Since now we have a DL solution to read analog meters, the next step is to optimize the pipeline for multi-camera input along with a user-friendly web-based GUI.

Optimization

The aim of the project is to monitor multiple analog meters simultaneously, so we can’t just rely on step-by-step or synchronous execution, as until an inference is completed, the result might be stale. So to overcome this issue, we use asynchronous pipeline execution.

Asynchronous Inference with OpenVINO™

OpenVINO Runtime supports inference in either synchronous or asynchronous mode. The key advantage of the Async API is that when a device is busy with inference, the application can perform other tasks in parallel (for example, populating inputs or scheduling other requests) rather than wait for the current inference to complete first.

AsyncInferQueue: Asynchronous mode pipelines can be supported with the AsyncInferQueue wrapper class. This class automatically spawns the pool of InferRequest objects (also called “jobs”) and provides synchronization mechanisms to control the flow of the pipeline. It is a simpler way to manage the infer request queue in Asynchronous mode.

We achieved this by creating a pipeline, which follows:

  1. The `main_loop` will capture or read a frame and pre-process it for detection, hence creating a detection InferRequest.
  2. Once this detection InferRequest is complete, it will call the `detector_callback` function, which will further process the detection result and start a segmentation InferRequst.
  3. And at last, once the segmentation InferRequest is complete, and it will call the `segmentor_callback` function, which will calculate reading and plot results.

High-level Performance Hints

Even though all supported devices in OpenVINO™ offer low-level performance settings, utilizing them is not recommended outside of very few cases. The preferred way to configure performance in the OpenVINO Runtime is using performance hints. This is a future-proof solution fully compatible with the automatic device selection inference mode and designed with portability in mind.

Throughput & Latency: Both “THROUGHPUT” and “LATENCY” performance hints automatically configure the asynchronous pipeline to use the optimal number of streams and inference requests.

Multi-Stream Execution: Multiple streams are created for the model. In the case of the CPU plugin, each stream has its own host thread, which means that incoming infer requests can be processed simultaneously.

Results
After trying different combinations of these optimizations, we decided to go with Performance Hint: Latency along with Multi-Stream execution.

Web-based GUI

To make our project a bit more of a real-world solution, we decided to create a web-based GUI with which users can monitor multiple meters with our DL solution.

When it comes to the backend for a website, Flask and Django turn out to be the best choices because of their flexibility, features, easy implementation, and immense amount of support available. For this project, we went with Flask because it's relatively simpler and lighter than Django.

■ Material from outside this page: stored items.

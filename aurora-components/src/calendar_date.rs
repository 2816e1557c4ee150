//! Calendar dates without a time component.
//!
//! ## Usage
//!
//! Use as the value type of date inputs. Dates are validated on construction
//! and parse from `YYYY-MM-DD`.
use std::{
    fmt,
    str::FromStr,
    time::{SystemTime, UNIX_EPOCH},
};

use thiserror::Error;

/// A calendar date expressed as year, month, and day.
#[derive(Debug, Clone, Copy, PartialEq, Eq, PartialOrd, Ord, Hash)]
pub struct CalendarDate {
    year: i32,
    month: u8,
    day: u8,
}

impl CalendarDate {
    /// Creates a calendar date if the values are valid.
    pub fn new(year: i32, month: u8, day: u8) -> Option<Self> {
        if !(1..=12).contains(&month) {
            return None;
        }
        if day == 0 || day > days_in_month(year, month) {
            return None;
        }
        Some(Self { year, month, day })
    }

    /// Returns the year.
    pub fn year(&self) -> i32 {
        self.year
    }

    /// Returns the month (1-12).
    pub fn month(&self) -> u8 {
        self.month
    }

    /// Returns the day of the month (1-31).
    pub fn day(&self) -> u8 {
        self.day
    }

    /// Returns the current date in UTC.
    pub fn today() -> Self {
        let duration = SystemTime::now()
            .duration_since(UNIX_EPOCH)
            .unwrap_or_default();
        Self::from_days_since_epoch((duration.as_secs() / 86_400) as i64)
    }

    /// Returns the date `days` days after 1970-01-01.
    ///
    /// `days` must stay within the `i32` year range.
    pub(crate) fn from_days_since_epoch(days: i64) -> Self {
        let (year, month, day) = civil_from_days(days);
        Self { year, month, day }
    }

    /// Returns the number of days since 1970-01-01 (negative before it).
    pub fn days_since_epoch(&self) -> i64 {
        days_from_civil(self.year, self.month, self.day)
    }
}

/// Formats as ISO 8601 (`YYYY-MM-DD`).
impl fmt::Display for CalendarDate {
    fn fmt(&self, f: &mut fmt::Formatter<'_>) -> fmt::Result {
        write!(f, "{:04}-{:02}-{:02}", self.year, self.month, self.day)
    }
}

/// Errors returned when parsing a [`CalendarDate`].
#[derive(Debug, Clone, PartialEq, Eq, Error)]
pub enum ParseDateError {
    /// The input is not three `-`-separated numbers.
    #[error("date `{0}` is not in YYYY-MM-DD form")]
    Format(String),
    /// The numbers do not name a real calendar day.
    #[error("date `{0}` does not exist")]
    OutOfRange(String),
}

impl FromStr for CalendarDate {
    type Err = ParseDateError;

    fn from_str(s: &str) -> Result<Self, Self::Err> {
        let format_error = || ParseDateError::Format(s.to_string());
        let mut parts = s.trim().splitn(3, '-');
        let year = parts
            .next()
            .and_then(|part| part.parse::<i32>().ok())
            .ok_or_else(format_error)?;
        let month = parts
            .next()
            .and_then(|part| part.parse::<u8>().ok())
            .ok_or_else(format_error)?;
        let day = parts
            .next()
            .and_then(|part| part.parse::<u8>().ok())
            .ok_or_else(format_error)?;
        CalendarDate::new(year, month, day)
            .ok_or_else(|| ParseDateError::OutOfRange(s.to_string()))
    }
}

fn days_in_month(year: i32, month: u8) -> u8 {
    match month {
        1 | 3 | 5 | 7 | 8 | 10 | 12 => 31,
        4 | 6 | 9 | 11 => 30,
        2 if is_leap_year(year) => 29,
        2 => 28,
        _ => 0,
    }
}

fn is_leap_year(year: i32) -> bool {
    (year % 4 == 0 && year % 100 != 0) || (year % 400 == 0)
}

// Howard Hinnant's days_from_civil / civil_from_days, proleptic Gregorian.
fn days_from_civil(year: i32, month: u8, day: u8) -> i64 {
    let y = year as i64 - if month <= 2 { 1 } else { 0 };
    let m = month as i64;
    let d = day as i64;
    let era = if y >= 0 { y } else { y - 399 } / 400;
    let yoe = y - era * 400;
    let mp = m + if m > 2 { -3 } else { 9 };
    let doy = (153 * mp + 2) / 5 + d - 1;
    let doe = yoe * 365 + yoe / 4 - yoe / 100 + doy;
    era * 146_097 + doe - 719_468
}

fn civil_from_days(days: i64) -> (i32, u8, u8) {
    let z = days + 719_468;
    let era = if z >= 0 { z } else { z - 146_096 } / 146_097;
    let doe = z - era * 146_097;
    let yoe = (doe - doe / 1_460 + doe / 36_524 - doe / 146_096) / 365;
    let y = yoe + era * 400;
    let doy = doe - (365 * yoe + yoe / 4 - yoe / 100);
    let mp = (5 * doy + 2) / 153;
    let day = doy - (153 * mp + 2) / 5 + 1;
    let month = mp + if mp < 10 { 3 } else { -9 };
    let year = y + if month <= 2 { 1 } else { 0 };
    (year as i32, month as u8, day as u8)
}

#[cfg(test)]
mod tests {
    use rstest::rstest;

    use super::{CalendarDate, ParseDateError};

    #[test]
    fn rejects_days_past_month_end() {
        assert!(CalendarDate::new(2024, 2, 29).is_some());
        assert!(CalendarDate::new(2023, 2, 29).is_none());
        assert!(CalendarDate::new(1900, 2, 29).is_none());
        assert!(CalendarDate::new(2000, 2, 29).is_some());
        assert!(CalendarDate::new(2024, 13, 1).is_none());
        assert!(CalendarDate::new(2024, 4, 0).is_none());
    }

    #[rstest]
    #[case(0, "1970-01-01")]
    #[case(-1, "1969-12-31")]
    #[case(19_727, "2024-01-05")]
    #[case(47_481, "2099-12-31")]
    fn epoch_day_conversion(#[case] days: i64, #[case] expected: &str) {
        let date = CalendarDate::from_days_since_epoch(days);
        assert_eq!(date.to_string(), expected);
        assert_eq!(date.days_since_epoch(), days);
    }

    #[test]
    fn today_is_a_valid_date() {
        let today = CalendarDate::today();
        assert_eq!(
            CalendarDate::new(today.year(), today.month(), today.day()),
            Some(today)
        );
        assert!(today.year() >= 2024);
    }

    #[test]
    fn parses_iso_dates() {
        let date: CalendarDate = "2025-03-10".parse().unwrap();
        assert_eq!((date.year(), date.month(), date.day()), (2025, 3, 10));
    }

    #[rstest]
    #[case("2025/03/10", ParseDateError::Format("2025/03/10".into()))]
    #[case("2025-03", ParseDateError::Format("2025-03".into()))]
    #[case("2023-02-29", ParseDateError::OutOfRange("2023-02-29".into()))]
    fn rejects_invalid_input(#[case] input: &str, #[case] expected: ParseDateError) {
        assert_eq!(input.parse::<CalendarDate>(), Err(expected));
    }

    #[test]
    fn orders_chronologically() {
        let earlier = CalendarDate::new(2024, 12, 31).unwrap();
        let later = CalendarDate::new(2025, 1, 1).unwrap();
        assert!(earlier < later);
    }
}
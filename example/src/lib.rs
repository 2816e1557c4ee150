//! Terminal host for the Aurora home screen.
//!
//! Each input line is one tap or native picker report; the screen is printed
//! after every command.
pub mod home;
pub mod session;

use std::{
    fs,
    io::{self, BufRead, BufReader, Write},
    path::PathBuf,
};

use anyhow::Context as _;
use aurora_components::calendar_date::CalendarDate;
use aurora_ui::{Color, PlatformFamily};
use clap::{Parser, ValueEnum};
use tracing::{info, warn};

use crate::session::{Command, Flow, Session};

#[derive(Debug, Clone, Copy, PartialEq, Eq, ValueEnum)]
pub enum PlatformArg {
    Android,
    Ios,
}

impl From<PlatformArg> for PlatformFamily {
    fn from(arg: PlatformArg) -> Self {
        match arg {
            PlatformArg::Android => PlatformFamily::Android,
            PlatformArg::Ios => PlatformFamily::Ios,
        }
    }
}

/// Drive the home screen's date field from the terminal.
#[derive(Debug, Parser)]
#[command(name = "aurora-example", version)]
pub struct Cli {
    /// Interaction model to imitate. Defaults to the build target's.
    #[arg(long, value_enum)]
    pub platform: Option<PlatformArg>,
    /// Date already selected when the screen opens (YYYY-MM-DD).
    #[arg(long)]
    pub initial: Option<CalendarDate>,
    /// Confirm button color as #RRGGBB.
    #[arg(long)]
    pub accent: Option<Color>,
    /// Read commands from a file instead of stdin.
    #[arg(long)]
    pub script: Option<PathBuf>,
}

pub fn desktop_main() -> anyhow::Result<()> {
    init_tracing();
    let cli = Cli::parse();

    let stdout = io::stdout();
    match &cli.script {
        Some(path) => {
            let file = fs::File::open(path)
                .with_context(|| format!("failed to open script {}", path.display()))?;
            run(&cli, BufReader::new(file), stdout.lock())
        }
        None => run(&cli, io::stdin().lock(), stdout.lock()),
    }
}

/// Runs a session over `input`, writing each rendered screen to `output`.
///
/// Unparseable lines are reported and skipped; blank lines and `#` comments
/// are ignored.
pub fn run<R: BufRead, W: Write>(cli: &Cli, input: R, mut output: W) -> anyhow::Result<()> {
    let platform = cli
        .platform
        .map(PlatformFamily::from)
        .unwrap_or_else(PlatformFamily::current);
    info!(platform = platform.as_str(), "starting home screen session");

    let mut session = Session::new(platform, cli.initial).with_accent(cli.accent);
    write!(output, "{}", session.render())?;

    for (index, line) in input.lines().enumerate() {
        let line = line.context("failed to read command")?;
        let line = line.trim();
        if line.is_empty() || line.starts_with('#') {
            continue;
        }
        let command = match line.parse::<Command>() {
            Ok(command) => command,
            Err(err) => {
                warn!(line = index + 1, %err, "skipping command");
                writeln!(output, "error: {err}")?;
                continue;
            }
        };
        if session.apply(command) == Flow::Quit {
            break;
        }
        write!(output, "{}", session.render())?;
    }
    output.flush()?;
    Ok(())
}

fn init_tracing() {
    let filter = match tracing_subscriber::EnvFilter::try_from_default_env() {
        Ok(filter) => filter,
        Err(_) => match tracing_subscriber::EnvFilter::try_new("error,aurora_components=info") {
            Ok(filter) => filter,
            Err(_) => tracing_subscriber::EnvFilter::new("error"),
        },
    };

    let _ = tracing_subscriber::fmt()
        .with_env_filter(filter)
        .with_writer(io::stderr)
        .try_init();
}

#[cfg(test)]
mod tests {
    use std::io::Cursor;

    use clap::Parser;

    use super::{Cli, run};

    fn run_script(args: &[&str], script: &str) -> String {
        let cli = Cli::try_parse_from(args).unwrap();
        let mut output = Vec::new();
        run(&cli, Cursor::new(script), &mut output).unwrap();
        String::from_utf8(output).unwrap()
    }

    #[test]
    fn scripted_ios_cancel_keeps_initial_date() {
        let output = run_script(
            &["aurora-example", "--platform", "ios", "--initial", "2025-01-01"],
            "open\npick 2099-12-31\ncancel\nquit\n",
        );
        assert!(output.contains("picker (spinner): 2099-12-31  [Cancelar] [Confirmar]"));
        assert!(output.ends_with("Fecha de nacimiento: [01/01/2025]\nContador: 0\n"));
    }

    #[test]
    fn bad_lines_are_reported_and_skipped() {
        let output = run_script(
            &["aurora-example", "--platform", "android"],
            "# comment\n\njump\ninc\n",
        );
        assert!(output.contains("error: unknown command `jump`"));
        assert!(output.contains("Contador: 1"));
    }

    #[test]
    fn rejects_malformed_flags() {
        assert!(Cli::try_parse_from(["aurora-example", "--accent", "blue"]).is_err());
        assert!(Cli::try_parse_from(["aurora-example", "--initial", "2025-13-01"]).is_err());
        let cli = Cli::try_parse_from(["aurora-example", "--accent", "#60A5FA"]).unwrap();
        assert!(cli.accent.is_some());
    }
}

For the frontend, we used HTML, CSS, and JavaScript to make it more user-friendly, add some important functionality, and act like a bridge to process backend-generated data.

Home Page
The home page is basically where everything will be happening, multi-meter monitoring, the latest three readings for each meter will be displayed along with a bounding box plotted image. Hence, the user can monitor multiple meters through a live video source.

Settings Page
On the settings page, the user can modify meter parameters like the range of the meter, the number of intervals, and the refresh time. Refresh time is the time after which the camera will capture a new frame, process it, and display the output.
We want to empower the user with as much flexibility as we can, so instead of hardcoding these parameters, we let the user decide. Hence, the user can monitor multiple different meters simultaneously.

Conclusion

We have successfully created and implemented a deep learning solution to read industrial meters with the help of OpenVINO toolkit. The overall solution could be easily optimized and deployed on different devices, such as CPU, iGPU, etc. with OpenVINO. It could also be extended to read different types of industrial meters with a few configurations. To bring our solution one step closer to the real-world solution, We have further optimized the solution pipeline to support multi-camera input. A web-based GUI has also been created to make it more user friendly.

References

[1] Automatic Meter Reading from UAV Inspection Photos in the Substation by Combining YOLOv5s and DeeplabV3+, 2022.

[2] EfficientDet: Scalable and Efficient Object Detection (2020)

[3] Comparison of Deep-Learning-Based Segmentation Models: Using Top View Person Images (2020)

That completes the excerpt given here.